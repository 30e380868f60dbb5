const FRAMING: &str =
    "You are a helpful car manual chatbot. Answer the car owner's question about their car.";
const GROUNDING_LABEL: &str =
    " Use the following grounding data as context. This came from the relevant vehicle owner's manual: ";

/// Fills the fixed car-manual template. The whole context is inlined, however long.
pub fn build_augmented_prompt(user_prompt: &str, grounding_context: &str) -> String {
    let mut prompt = String::with_capacity(
        FRAMING.len() + GROUNDING_LABEL.len() + user_prompt.len() + grounding_context.len() + 16,
    );
    prompt.push_str(FRAMING);
    prompt.push_str(" Human prompt: ");
    prompt.push_str(user_prompt);
    prompt.push_str(",\n");
    prompt.push_str(GROUNDING_LABEL);
    prompt.push_str(grounding_context);
    prompt
}

#[cfg(test)]
mod tests {
    use super::*;

    #[test]
    fn template_is_stable() {
        assert_eq!(
            build_augmented_prompt("How do I check tire pressure?", "Check monthly."),
            "You are a helpful car manual chatbot. Answer the car owner's question about their car. \
             Human prompt: How do I check tire pressure?,\n \
             Use the following grounding data as context. This came from the relevant vehicle \
             owner's manual: Check monthly."
        );
    }

    #[test]
    fn empty_context_leaves_grounding_section_empty() {
        let prompt = build_augmented_prompt("q", "");
        assert!(prompt.ends_with("owner's manual: "));
    }

    #[test]
    fn long_context_is_not_truncated() {
        let context = "x".repeat(200_000);
        let prompt = build_augmented_prompt("q", &context);
        assert!(prompt.ends_with(&context));
    }
}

> EXERCISE:
Exactly as written, reproduce the whole listing.

> PROBLEM SOLUTION:
repository 30e380868f60dbb5
const FRAMING: &str =
    "You are a helpful car manual chatbot. Answer the car owner's question about their car.";
const GROUNDING_LABEL: &str =
    " Use the following grounding data as context. This came from the relevant vehicle owner's manual: ";

/// Fills the fixed car-manual template. The whole context is inlined, however long.
pub fn build_augmented_prompt(user_prompt: &str, grounding_context: &str) -> String {
    let mut prompt = String::with_capacity(
        FRAMING.len() + GROUNDING_LABEL.len() + user_prompt.len() + grounding_context.len() + 16,
    );
    prompt.push_str(FRAMING);
    prompt.push_str(" Human prompt: ");
    prompt.push_str(user_prompt);
    prompt.push_str(",\n");
    prompt.push_str(GROUNDING_LABEL);
    prompt.push_str(grounding_context);
    prompt
}

#[cfg(test)]
mod tests {
    use super::*;

    #[test]
    fn template_is_stable() {
        assert_eq!(
            build_augmented_prompt("How do I check tire pressure?", "Check monthly."),
            "You are a helpful car manual chatbot. Answer the car owner's question about their car. \
             Human prompt: How do I check tire pressure?,\n \
             Use the following grounding data as context. This came from the relevant vehicle \
             owner's manual: Check monthly."
        );
    }

    #[test]
    fn empty_context_leaves_grounding_section_empty() {
        let prompt = build_augmented_prompt("q", "");
        assert!(prompt.ends_with("owner's manual: "));
    }

    #[test]
    fn long_context_is_not_truncated() {
        let context = "x".repeat(200_000);
        let prompt = build_augmented_prompt("q", &context);
        assert!(prompt.ends_with(&context));
    }
}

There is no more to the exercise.